En conclusion, pour les baux qui ont été conclus, sous l’empire de la loi Alur et avant la mise en œuvre du nouvel encadrement des loyers issu de la loi Élan, les loyers ne font plus l’objet d’encadrement… dans l’attente de la décision de la CAA de renvoi. Par ailleurs, en application de la loi Élan de novembre 2018, et après parution de nouveaux textes d’application, l’encadrement est à nouveau entré en vigueur à Paris le 1er juillet 2019.
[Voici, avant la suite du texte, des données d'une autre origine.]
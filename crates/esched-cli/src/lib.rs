//! Command surface for the `esched` binary.

pub mod cli_args;
pub mod hints;
mod render;

use chrono::NaiveDate;
use cli_args::{
    CalendarArgs, CheckArgs, Cli, Command, ConfigCommand, GlobalArgs, MonthArgs, RemainingArgs,
    SessionSpec, SuggestArgs,
};
use esched_core::{
    ConfigSource, FileConfig, LoggingDestination, MonthOverview, MonthView, Planner,
    PlannerError, ProposalReport, Schedule, Session, SuggestionRequest, YearMonth,
    apply_runtime_overrides, config_path, expand_plan_path, init_logging, load_config, load_plan,
    save_config, schedules_on,
};
use serde::Serialize;
use tracing::debug;

use crate::hints::resolve_cohorts;

/// Run one parsed invocation. Errors are user-facing messages.
pub fn run(cli: Cli) -> Result<(), String> {
    if let Err(err) = init_logging(LoggingDestination::for_verbosity(cli.global.verbose)) {
        eprintln!("Warning: logging disabled: {err}");
    }

    dispatch(cli)
}

fn dispatch(cli: Cli) -> Result<(), String> {
    let global = cli.global;
    match cli.command {
        Command::Config(cmd) => handle_config_command(cmd, &global),
        Command::Remaining(args) => remaining(args, &global),
        Command::Suggest(args) => suggest(args, &global),
        Command::Check(args) => check(args, &global),
        Command::Overview(args) => overview(args, &global),
        Command::Calendar(args) => calendar(args, &global),
    }
}

/// Loaded configuration with CLI overrides layered on top; warnings go to stderr.
fn load_settings(global: &GlobalArgs) -> Result<(FileConfig, ConfigSource), String> {
    let load = load_config();
    let mut warnings = load.warnings;
    let mut config = load.config;

    let (overrides, mut override_warnings) = global.to_runtime_overrides()?;
    warnings.append(&mut override_warnings);
    apply_runtime_overrides(&mut config, &overrides, &mut warnings);

    for warning in warnings {
        eprintln!("Warning: {warning}");
    }
    Ok((config, load.source))
}

fn open_planner(plan: &str, config: &FileConfig, month: YearMonth) -> Result<Planner, String> {
    let path = expand_plan_path(plan);
    let document = load_plan(&path).map_err(|err| err.to_string())?;
    let planner = document
        .into_planner(&config.planner_settings(month))
        .map_err(|err| format!("{}: {err}", path.display()))?;
    debug!(
        plan = %path.display(),
        cohorts = planner.cohorts().len(),
        schedules = planner.schedules().len(),
        "Planner ready"
    );
    Ok(planner)
}

/// Planner and target month for the read-only queries.
fn prepare(
    plan: &str,
    month: Option<YearMonth>,
    global: &GlobalArgs,
) -> Result<(Planner, YearMonth), String> {
    let (config, _) = load_settings(global)?;
    let month = month.unwrap_or_else(|| config.current_month());
    let planner = open_planner(plan, &config, month)?;
    Ok((planner, month))
}

fn print_json<T: Serialize>(value: &T) -> Result<(), String> {
    let rendered = serde_json::to_string_pretty(value)
        .map_err(|err| format!("Failed to encode JSON output: {err}"))?;
    println!("{rendered}");
    Ok(())
}

fn remaining(args: RemainingArgs, global: &GlobalArgs) -> Result<(), String> {
    let (planner, month) = prepare(&args.target.plan, args.target.month, global)?;
    let mut budgets = MonthOverview::build(&planner, month).budgets;
    if let Some(name) = args.cohort.as_ref() {
        let resolved = resolve_cohorts(&planner, std::slice::from_ref(name))?;
        budgets.retain(|budget| resolved.contains(&budget.name));
    }

    if global.json {
        return print_json(&budgets);
    }
    print!("{}", render::budgets(month, &budgets));
    Ok(())
}

#[derive(Debug, Serialize)]
struct SuggestOutput {
    month: String,
    days: usize,
    total_hours: f64,
    cohorts: Vec<String>,
    suggestions: Vec<NaiveDate>,
}

fn suggest(args: SuggestArgs, global: &GlobalArgs) -> Result<(), String> {
    if !args.hours_per_day.is_finite() || args.hours_per_day <= 0.0 {
        return Err("--hours-per-day must be a positive number.".into());
    }
    let (planner, month) = prepare(&args.target.plan, args.target.month, global)?;
    let cohorts = resolve_cohorts(&planner, &args.cohorts)?;

    let request = SuggestionRequest::per_day(args.days, args.hours_per_day, cohorts)
        .with_limit(planner.suggestion_limit());
    let suggestions = planner.suggest(&request, month);

    if global.json {
        return print_json(&SuggestOutput {
            month: month.to_string(),
            days: request.days_needed,
            total_hours: request.total_hours(),
            cohorts: request.cohorts,
            suggestions,
        });
    }

    if suggestions.is_empty() {
        println!(
            "No start dates in {month} fit {} day(s) for {}.",
            request.days_needed,
            request.cohorts.join(", ")
        );
        for name in &request.cohorts {
            let left = planner.remaining_hours(name, month);
            if left < request.total_hours() {
                println!(
                    "  {name} has {left:.1} h left but needs {:.1} h.",
                    request.total_hours()
                );
            }
        }
    } else {
        println!("Suggested start dates in {month}:");
        print!("{}", render::dates(&suggestions));
    }
    Ok(())
}

#[derive(Debug, Serialize)]
struct CheckOutput<'a> {
    title: &'a str,
    accepted: bool,
    #[serde(flatten)]
    report: &'a ProposalReport,
}

fn check(args: CheckArgs, global: &GlobalArgs) -> Result<(), String> {
    let (config, _) = load_settings(global)?;
    check_proposal(&args, &config, global.json)
}

/// Try a proposal against the plan and print its budget report.
///
/// The proposal is evaluated once; an overrun reuses the report carried by
/// the planner error and turns into an `Err` naming the cohorts over budget.
pub fn check_proposal(args: &CheckArgs, config: &FileConfig, json: bool) -> Result<(), String> {
    let sessions = build_sessions(&args.sessions, config)?;
    let month = args
        .month
        .or_else(|| sessions.first().map(|session| YearMonth::of(session.date())))
        .unwrap_or_else(|| config.current_month());
    let mut planner = open_planner(&args.plan, config, month)?;
    let cohorts = resolve_cohorts(&planner, &args.cohorts)?;

    let proposal = Schedule::new(args.title.clone(), sessions, cohorts);
    let (accepted, report) = match planner.create_schedule(proposal, month) {
        Ok(report) => (true, report),
        Err(PlannerError::BudgetExceeded(report)) => (false, report),
        Err(err) => return Err(err.to_string()),
    };

    if json {
        print_json(&CheckOutput {
            title: &args.title,
            accepted,
            report: &report,
        })?;
    } else {
        print!("{}", render::proposal(&args.title, &report));
    }

    if accepted {
        return Ok(());
    }

    let over: Vec<&str> = report
        .limits
        .iter()
        .filter(|limit| limit.over_limit)
        .map(|limit| limit.name.as_str())
        .collect();
    if !json {
        eprintln!(
            "Warning: '{}' would exceed the {month} hour limit for {}.",
            args.title,
            over.join(", ")
        );
    }
    Err(format!(
        "Schedule '{}' does not fit the monthly budget of {}.",
        args.title,
        over.join(", ")
    ))
}

/// Resolve `--session` values, filling missing windows from the configured defaults.
pub fn build_sessions(specs: &[SessionSpec], config: &FileConfig) -> Result<Vec<Session>, String> {
    specs
        .iter()
        .map(|spec| {
            let (start, end) = match spec.window.as_ref() {
                Some((start, end)) => (start.as_str(), end.as_str()),
                None => (
                    config.planning.default_start.as_str(),
                    config.planning.default_end.as_str(),
                ),
            };
            Session::parse(spec.date, start, end).map_err(|err| err.to_string())
        })
        .collect()
}

fn overview(args: MonthArgs, global: &GlobalArgs) -> Result<(), String> {
    let (planner, month) = prepare(&args.plan, args.month, global)?;
    let overview = MonthOverview::build(&planner, month);

    if global.json {
        return print_json(&overview);
    }
    print!("{}", render::overview(month, &overview));
    Ok(())
}

fn calendar(args: CalendarArgs, global: &GlobalArgs) -> Result<(), String> {
    // A day listing needs that day's quarter-end freeze, whatever --month says.
    let target = args.day.map(YearMonth::of).or(args.target.month);
    let (planner, month) = prepare(&args.target.plan, target, global)?;

    if let Some(day) = args.day {
        let entries = schedules_on(&planner, day);
        if global.json {
            return print_json(&entries);
        }
        print!(
            "{}",
            render::day(day, planner.blackouts().is_blackout(day), &entries)
        );
        return Ok(());
    }

    let view = MonthView::build(&planner, month);
    if global.json {
        return print_json(&view);
    }
    print!("{}", render::month_grid(&view));
    Ok(())
}

fn handle_config_command(command: ConfigCommand, global: &GlobalArgs) -> Result<(), String> {
    match command {
        ConfigCommand::Init { force } => {
            if !global.is_empty() {
                return Err("Override flags cannot be combined with config init.".into());
            }
            let path = config_path();
            if path.exists() && !force {
                return Err(format!(
                    "{} already exists. Pass --force to overwrite it.",
                    path.display()
                ));
            }
            let written = save_config(&FileConfig::default()).map_err(|err| err.to_string())?;
            println!("Wrote default configuration to {}", written.display());
            Ok(())
        }
        ConfigCommand::Show => {
            let (config, source) = load_settings(global)?;
            if global.json {
                return print_json(&config);
            }
            print!("{}", render::config(&config_path(), source, &config)?);
            Ok(())
        }
    }
}
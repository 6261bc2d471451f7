use chrono::NaiveDate;
use serde::Serialize;
use thiserror::Error;
use tracing::{info, warn};

use crate::blackout::BlackoutCalendar;
use crate::budget::{CohortLimit, check_cohort_limits, remaining_hours, total_hours};
use crate::model::{Cohort, ModelError, Schedule, YearMonth, same_cohort_name};
use crate::suggest::{
    DEFAULT_SUGGESTION_HORIZON, DEFAULT_SUGGESTION_LIMIT, SchedulingContext, SuggestionRequest,
    find_suggestions, find_suggestions_across,
};

/// Errors surfaced by planner state changes.
#[derive(Debug, Error)]
pub enum PlannerError {
    #[error(transparent)]
    Model(#[from] ModelError),
    #[error("a cohort named '{0}' already exists")]
    DuplicateCohort(String),
    #[error("cohort '{0}' not found")]
    UnknownCohort(String),
    #[error("schedule title cannot be empty")]
    EmptyTitle,
    #[error("schedule '{0}' has no sessions")]
    NoSessions(String),
    #[error("session on {0} falls on a blackout date")]
    BlackoutConflict(NaiveDate),
    /// Carries the rejected proposal's report, suggestions included.
    #[error("cohorts over their monthly hour limit: {}", over_limit_names(&.0.limits))]
    BudgetExceeded(ProposalReport),
}

fn over_limit_names(limits: &[CohortLimit]) -> String {
    limits
        .iter()
        .filter(|limit| limit.over_limit)
        .map(|limit| limit.name.as_str())
        .collect::<Vec<_>>()
        .join(", ")
}

/// Outcome of checking a proposed schedule against the cohorts' budgets.
#[derive(Debug, Clone, PartialEq, Serialize)]
pub struct ProposalReport {
    pub month: String,
    pub total_hours: f64,
    pub limits: Vec<CohortLimit>,
    /// Alternative start dates, only filled when some cohort is over its limit.
    /// The scan starts in the target month and continues into later ones.
    pub suggestions: Vec<NaiveDate>,
}

impl ProposalReport {
    pub fn is_over_limit(&self) -> bool {
        self.limits.iter().any(|limit| limit.over_limit)
    }
}

/// In-memory planning state: the cohort registry, recorded schedules and blackouts.
#[derive(Debug, Clone)]
pub struct Planner {
    cohorts: Vec<Cohort>,
    schedules: Vec<Schedule>,
    blackouts: BlackoutCalendar,
    suggestion_limit: usize,
    suggestion_horizon: usize,
}

impl Default for Planner {
    fn default() -> Self {
        Self::new(BlackoutCalendar::default())
    }
}

impl Planner {
    pub fn new(blackouts: BlackoutCalendar) -> Self {
        Self {
            cohorts: Vec::new(),
            schedules: Vec::new(),
            blackouts,
            suggestion_limit: DEFAULT_SUGGESTION_LIMIT,
            suggestion_horizon: DEFAULT_SUGGESTION_HORIZON,
        }
    }

    pub fn with_suggestion_limit(mut self, limit: usize) -> Self {
        self.suggestion_limit = limit;
        self
    }

    /// Number of months (target month included) searched for alternatives.
    pub fn with_suggestion_horizon(mut self, months: usize) -> Self {
        self.suggestion_horizon = months;
        self
    }

    pub fn suggestion_limit(&self) -> usize {
        self.suggestion_limit
    }

    pub fn suggestion_horizon(&self) -> usize {
        self.suggestion_horizon
    }

    pub fn cohorts(&self) -> &[Cohort] {
        &self.cohorts
    }

    pub fn cohort(&self, name: &str) -> Option<&Cohort> {
        self.cohorts.iter().find(|cohort| cohort.is_named(name))
    }

    pub fn schedules(&self) -> &[Schedule] {
        &self.schedules
    }

    pub fn blackouts(&self) -> &BlackoutCalendar {
        &self.blackouts
    }

    pub fn context(&self) -> SchedulingContext<'_> {
        SchedulingContext {
            cohorts: &self.cohorts,
            schedules: &self.schedules,
            blackouts: &self.blackouts,
        }
    }

    /// Register a cohort; names are unique regardless of case.
    pub fn add_cohort(&mut self, cohort: Cohort) -> Result<&Cohort, PlannerError> {
        if self.cohort(cohort.name()).is_some() {
            return Err(PlannerError::DuplicateCohort(cohort.name().to_string()));
        }
        info!(
            cohort = cohort.name(),
            monthly_hours = cohort.monthly_hours(),
            "Cohort added"
        );
        let index = self.cohorts.len();
        self.cohorts.push(cohort);
        self.assign_colors();
        Ok(&self.cohorts[index])
    }

    /// Rename and/or re-budget a cohort. Schedules follow the new name.
    pub fn update_cohort(
        &mut self,
        original: &str,
        name: &str,
        monthly_hours: u32,
    ) -> Result<(), PlannerError> {
        let index = self
            .cohorts
            .iter()
            .position(|cohort| cohort.is_named(original))
            .ok_or_else(|| PlannerError::UnknownCohort(original.to_string()))?;

        let clash = self
            .cohorts
            .iter()
            .enumerate()
            .any(|(other, cohort)| other != index && cohort.is_named(name));
        if clash {
            return Err(PlannerError::DuplicateCohort(name.trim().to_string()));
        }

        let previous = self.cohorts[index].name().to_string();
        self.cohorts[index].rename(name, monthly_hours)?;
        let current = self.cohorts[index].name().to_string();

        if previous != current {
            for schedule in &mut self.schedules {
                for entry in &mut schedule.cohorts {
                    if same_cohort_name(entry, &previous) {
                        *entry = current.clone();
                    }
                }
            }
        }
        info!(from = %previous, to = %current, monthly_hours, "Cohort updated");
        Ok(())
    }

    fn assign_colors(&mut self) {
        for (index, cohort) in self.cohorts.iter_mut().enumerate() {
            cohort.assign_palette_color(index);
        }
    }

    pub fn remaining_hours(&self, cohort: &str, month: YearMonth) -> f64 {
        remaining_hours(cohort, month, &self.cohorts, &self.schedules)
    }

    pub fn suggest(&self, request: &SuggestionRequest, month: YearMonth) -> Vec<NaiveDate> {
        find_suggestions(request, month, self.context())
    }

    /// Check a proposal's hours against every selected cohort for `month`.
    pub fn evaluate(&self, proposal: &Schedule, month: YearMonth) -> ProposalReport {
        let limits = check_cohort_limits(
            &proposal.sessions,
            &proposal.cohorts,
            month,
            &self.cohorts,
            &self.schedules,
        );
        let mut report = ProposalReport {
            month: month.to_string(),
            total_hours: total_hours(&proposal.sessions),
            limits,
            suggestions: Vec::new(),
        };
        if report.is_over_limit() {
            let request =
                SuggestionRequest::for_sessions(&proposal.sessions, proposal.cohorts.clone())
                    .with_limit(self.suggestion_limit);
            report.suggestions =
                find_suggestions_across(&request, month, self.suggestion_horizon, self.context());
        }
        report
    }

    /// Record a new schedule if it avoids blackouts and fits every cohort's budget,
    /// returning the budget report it was accepted on.
    ///
    /// Nothing is recorded on failure; a budget overrun carries suggested start dates.
    pub fn create_schedule(
        &mut self,
        proposal: Schedule,
        month: YearMonth,
    ) -> Result<ProposalReport, PlannerError> {
        Self::validate_shape(&proposal)?;
        if let Some(session) = proposal
            .sessions
            .iter()
            .find(|session| self.blackouts.is_blackout(session.date()))
        {
            return Err(PlannerError::BlackoutConflict(session.date()));
        }

        let report = self.evaluate(&proposal, month);
        if report.is_over_limit() {
            warn!(
                title = %proposal.title,
                %month,
                over = %over_limit_names(&report.limits),
                suggestions = report.suggestions.len(),
                "Schedule exceeds monthly hour limits"
            );
            return Err(PlannerError::BudgetExceeded(report));
        }

        self.push_schedule(proposal);
        Ok(report)
    }

    /// Record an already-agreed schedule without budget or blackout checks.
    pub fn import_schedule(&mut self, schedule: Schedule) -> Result<&Schedule, PlannerError> {
        Self::validate_shape(&schedule)?;
        Ok(self.push_schedule(schedule))
    }

    fn push_schedule(&mut self, schedule: Schedule) -> &Schedule {
        info!(
            title = %schedule.title,
            sessions = schedule.sessions.len(),
            cohorts = %schedule.cohorts.join(", "),
            "Schedule recorded"
        );
        self.schedules.push(schedule);
        let last = self.schedules.len() - 1;
        &self.schedules[last]
    }

    fn validate_shape(schedule: &Schedule) -> Result<(), PlannerError> {
        if schedule.title.trim().is_empty() {
            return Err(PlannerError::EmptyTitle);
        }
        if schedule.sessions.is_empty() {
            return Err(PlannerError::NoSessions(schedule.title.clone()));
        }
        Ok(())
    }
}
Rappelons en effet que la mairie de Paris ayant, en application de la loi Élan, demandé l’application de l’encadrement dans la capitale, deux textes ont été publiés :
Sur le fond, et dans le cadre du dispositif de l’encadrement, le bailleur avait pratiqué un complément de loyer. Ce dispositif est expressément prévu par la loi Alur et désormais par la loi Élan (art. 140). Il permet de dépasser le loyer de référence majoré “pour des logements présentant des caractéristiques de localisation ou de confort le justifiant, par comparaison avec les logements de la même catégorie situés dans le même secteur géographique”.
Mais la loi ne précise pas les caractéristiques justifiant le complément de loyer.
Dans cette affaire, le bailleur avait justifié le complément de loyer par la présence d’une cuisine aménagée et équipée, de parquets en points de Hongrie en chêne, et d’une cheminée en marbre.La cour d’appel ayant sursis à statuer, elle ne s’est pas prononcée sur cette question. La question reste donc à trancher…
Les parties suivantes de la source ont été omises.